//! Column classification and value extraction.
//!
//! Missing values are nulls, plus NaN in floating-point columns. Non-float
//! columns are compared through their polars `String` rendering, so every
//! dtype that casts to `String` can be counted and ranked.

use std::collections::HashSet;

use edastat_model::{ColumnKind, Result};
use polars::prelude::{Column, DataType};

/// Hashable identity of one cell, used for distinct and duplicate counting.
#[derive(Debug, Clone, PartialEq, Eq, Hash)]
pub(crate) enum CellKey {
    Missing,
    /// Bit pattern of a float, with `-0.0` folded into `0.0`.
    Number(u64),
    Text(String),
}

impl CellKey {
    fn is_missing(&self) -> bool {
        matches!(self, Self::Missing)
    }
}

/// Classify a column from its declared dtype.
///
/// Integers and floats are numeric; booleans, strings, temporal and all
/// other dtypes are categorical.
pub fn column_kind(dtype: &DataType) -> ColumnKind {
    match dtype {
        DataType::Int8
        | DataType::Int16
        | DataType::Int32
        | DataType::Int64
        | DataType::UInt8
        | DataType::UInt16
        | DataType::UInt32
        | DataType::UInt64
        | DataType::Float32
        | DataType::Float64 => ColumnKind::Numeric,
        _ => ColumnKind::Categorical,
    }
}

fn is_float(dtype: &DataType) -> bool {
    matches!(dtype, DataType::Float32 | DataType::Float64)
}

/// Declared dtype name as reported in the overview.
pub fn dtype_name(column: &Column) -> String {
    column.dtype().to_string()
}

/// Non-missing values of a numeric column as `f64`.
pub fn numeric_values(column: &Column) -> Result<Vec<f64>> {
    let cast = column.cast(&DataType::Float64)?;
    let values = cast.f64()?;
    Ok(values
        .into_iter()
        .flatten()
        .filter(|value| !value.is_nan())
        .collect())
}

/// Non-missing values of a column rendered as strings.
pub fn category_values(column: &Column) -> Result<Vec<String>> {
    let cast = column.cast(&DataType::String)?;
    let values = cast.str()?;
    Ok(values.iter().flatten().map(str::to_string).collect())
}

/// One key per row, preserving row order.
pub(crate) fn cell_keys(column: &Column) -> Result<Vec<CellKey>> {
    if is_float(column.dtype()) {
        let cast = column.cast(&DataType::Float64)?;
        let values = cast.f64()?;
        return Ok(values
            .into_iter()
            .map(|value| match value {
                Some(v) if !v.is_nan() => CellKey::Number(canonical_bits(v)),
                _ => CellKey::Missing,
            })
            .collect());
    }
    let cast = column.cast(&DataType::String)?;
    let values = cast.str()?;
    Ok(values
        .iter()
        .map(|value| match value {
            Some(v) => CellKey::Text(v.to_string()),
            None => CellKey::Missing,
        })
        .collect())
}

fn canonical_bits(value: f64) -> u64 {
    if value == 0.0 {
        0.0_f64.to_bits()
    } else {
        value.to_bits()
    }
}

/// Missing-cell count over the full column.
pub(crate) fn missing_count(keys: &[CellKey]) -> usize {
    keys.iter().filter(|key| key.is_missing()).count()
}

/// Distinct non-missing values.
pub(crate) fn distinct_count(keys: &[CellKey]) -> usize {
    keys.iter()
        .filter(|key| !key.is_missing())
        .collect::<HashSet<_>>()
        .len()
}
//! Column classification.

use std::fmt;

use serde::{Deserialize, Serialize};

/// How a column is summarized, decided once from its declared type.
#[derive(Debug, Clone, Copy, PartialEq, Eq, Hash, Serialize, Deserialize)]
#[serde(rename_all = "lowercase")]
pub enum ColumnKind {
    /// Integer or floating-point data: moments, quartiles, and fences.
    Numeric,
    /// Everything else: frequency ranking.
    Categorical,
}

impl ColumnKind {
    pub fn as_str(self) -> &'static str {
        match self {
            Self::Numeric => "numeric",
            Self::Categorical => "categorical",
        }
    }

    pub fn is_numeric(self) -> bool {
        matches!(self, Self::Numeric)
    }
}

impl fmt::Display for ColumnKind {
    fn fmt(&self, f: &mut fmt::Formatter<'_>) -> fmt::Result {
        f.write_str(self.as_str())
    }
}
◆ ◆ ◆ ◆ ◆
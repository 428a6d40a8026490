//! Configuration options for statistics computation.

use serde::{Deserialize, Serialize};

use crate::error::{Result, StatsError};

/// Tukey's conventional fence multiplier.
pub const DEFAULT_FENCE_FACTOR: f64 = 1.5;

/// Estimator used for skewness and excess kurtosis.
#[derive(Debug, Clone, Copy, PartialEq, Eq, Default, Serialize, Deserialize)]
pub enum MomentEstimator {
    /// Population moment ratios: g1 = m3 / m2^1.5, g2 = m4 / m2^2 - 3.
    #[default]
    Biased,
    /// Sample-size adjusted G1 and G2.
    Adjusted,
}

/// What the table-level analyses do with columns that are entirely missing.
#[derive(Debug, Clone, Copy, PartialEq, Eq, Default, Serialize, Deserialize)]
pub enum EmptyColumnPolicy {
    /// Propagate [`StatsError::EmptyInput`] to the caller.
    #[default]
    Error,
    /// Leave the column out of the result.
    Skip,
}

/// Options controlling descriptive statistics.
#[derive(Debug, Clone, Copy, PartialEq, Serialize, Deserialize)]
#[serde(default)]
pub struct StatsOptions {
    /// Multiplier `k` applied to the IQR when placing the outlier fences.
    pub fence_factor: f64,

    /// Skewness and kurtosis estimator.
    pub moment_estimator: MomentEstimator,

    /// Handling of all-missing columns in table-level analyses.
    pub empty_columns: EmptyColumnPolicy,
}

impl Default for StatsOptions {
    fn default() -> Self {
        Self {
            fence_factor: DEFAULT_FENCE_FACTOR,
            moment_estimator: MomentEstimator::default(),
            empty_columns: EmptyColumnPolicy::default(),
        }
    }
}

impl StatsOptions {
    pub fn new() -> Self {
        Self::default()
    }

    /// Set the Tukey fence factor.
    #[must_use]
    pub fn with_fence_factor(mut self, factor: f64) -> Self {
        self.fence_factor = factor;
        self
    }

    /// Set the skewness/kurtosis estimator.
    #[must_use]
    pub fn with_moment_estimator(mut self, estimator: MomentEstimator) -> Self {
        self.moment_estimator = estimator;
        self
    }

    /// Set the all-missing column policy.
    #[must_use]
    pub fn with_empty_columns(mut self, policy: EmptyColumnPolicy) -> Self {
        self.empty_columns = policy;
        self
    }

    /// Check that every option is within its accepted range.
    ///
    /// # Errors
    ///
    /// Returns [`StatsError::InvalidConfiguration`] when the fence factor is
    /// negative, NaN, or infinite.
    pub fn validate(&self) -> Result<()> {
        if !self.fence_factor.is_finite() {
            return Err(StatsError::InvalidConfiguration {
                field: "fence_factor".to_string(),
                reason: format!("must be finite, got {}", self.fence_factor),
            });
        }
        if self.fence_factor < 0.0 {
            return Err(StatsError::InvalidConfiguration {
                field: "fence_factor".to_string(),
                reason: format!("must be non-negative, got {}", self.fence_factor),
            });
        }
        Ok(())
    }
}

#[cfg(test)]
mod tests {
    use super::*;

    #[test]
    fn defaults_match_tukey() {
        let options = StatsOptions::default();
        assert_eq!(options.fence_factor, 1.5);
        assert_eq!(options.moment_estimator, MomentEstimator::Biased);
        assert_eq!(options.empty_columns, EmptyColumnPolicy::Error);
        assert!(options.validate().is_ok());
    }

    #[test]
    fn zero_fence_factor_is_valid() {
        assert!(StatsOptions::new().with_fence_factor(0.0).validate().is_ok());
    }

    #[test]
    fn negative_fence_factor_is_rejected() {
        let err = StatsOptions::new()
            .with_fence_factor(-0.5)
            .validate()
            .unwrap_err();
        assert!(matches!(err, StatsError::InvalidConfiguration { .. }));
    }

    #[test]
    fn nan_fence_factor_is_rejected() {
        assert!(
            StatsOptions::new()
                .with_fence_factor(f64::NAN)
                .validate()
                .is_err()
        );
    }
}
◆ ◆ ◆ ◆ ◆
Exercise: Select every line in the material above where the string "HashSet" occurs, and copy it.

Answer section:
use std::collections::HashSet;
        .collect::<HashSet<_>>()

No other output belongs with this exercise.